> [Work instruction]
Each entry must be printed again without a single change.

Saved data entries
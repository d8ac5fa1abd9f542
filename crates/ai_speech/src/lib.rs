//! AI Speech - Speech synthesis and recognition adapters
//!
//! Provides traits and implementations for speech processing:
//! - `TextToSpeech` - Synthesize speech with a Gemini prebuilt voice
//! - `SpeechToText` - Recognize buffered audio (Cloud Speech or Gemini)
//!
//! # Architecture
//!
//! This crate follows the ports & adapters pattern:
//! - `ports` module defines the traits (ports)
//! - `providers` module contains concrete implementations (adapters)
//! - `wav` frames raw PCM into a RIFF/WAVE container
//! - `auth` exchanges service-account credentials for OAuth access tokens
//!
//! # Example
//!
//! ```ignore
//! use ai_speech::{GeminiTtsProvider, SpeechConfig, SynthesisRequest, TextToSpeech, wav};
//!
//! let provider = GeminiTtsProvider::new(config)?;
//! let pcm = provider.synthesize(SynthesisRequest::new("Hello!").with_voice("Kore")).await?;
//! let file = wav::wrap_pcm(pcm.data(), wav::WavSpec::gemini_tts())?;
//! ```

pub mod auth;
pub mod config;
pub mod error;
pub mod ports;
pub mod providers;
pub mod types;
pub mod wav;

pub use auth::{ServiceAccountCredentials, ServiceAccountTokenProvider};
pub use config::{SpeechConfig, SttProvider};
pub use error::SpeechError;
pub use ports::{SpeechToText, TextToSpeech};
pub use providers::{CloudSpeechProvider, GeminiSttProvider, GeminiTtsProvider};
pub use types::{
    AudioData, AudioEncoding, AudioFormat, RecognitionConfig, SynthesisRequest, Transcription,
    VoiceInfo,
};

> [Answer]
repository d8ac5fa1abd9f542
filename crates/ai_speech/src/lib.rs
//! AI Speech - Speech synthesis and recognition adapters
//!
//! Provides traits and implementations for speech processing:
//! - `TextToSpeech` - Synthesize speech with a Gemini prebuilt voice
//! - `SpeechToText` - Recognize buffered audio (Cloud Speech or Gemini)
//!
//! # Architecture
//!
//! This crate follows the ports & adapters pattern:
//! - `ports` module defines the traits (ports)
//! - `providers` module contains concrete implementations (adapters)
//! - `wav` frames raw PCM into a RIFF/WAVE container
//! - `auth` exchanges service-account credentials for OAuth access tokens
//!
//! # Example
//!
//! ```ignore
//! use ai_speech::{GeminiTtsProvider, SpeechConfig, SynthesisRequest, TextToSpeech, wav};
//!
//! let provider = GeminiTtsProvider::new(config)?;
//! let pcm = provider.synthesize(SynthesisRequest::new("Hello!").with_voice("Kore")).await?;
//! let file = wav::wrap_pcm(pcm.data(), wav::WavSpec::gemini_tts())?;
//! ```

pub mod auth;
pub mod config;
pub mod error;
pub mod ports;
pub mod providers;
pub mod types;
pub mod wav;

pub use auth::{ServiceAccountCredentials, ServiceAccountTokenProvider};
pub use config::{SpeechConfig, SttProvider};
pub use error::SpeechError;
pub use ports::{SpeechToText, TextToSpeech};
pub use providers::{CloudSpeechProvider, GeminiSttProvider, GeminiTtsProvider};
pub use types::{
    AudioData, AudioEncoding, AudioFormat, RecognitionConfig, SynthesisRequest, Transcription,
    VoiceInfo,
};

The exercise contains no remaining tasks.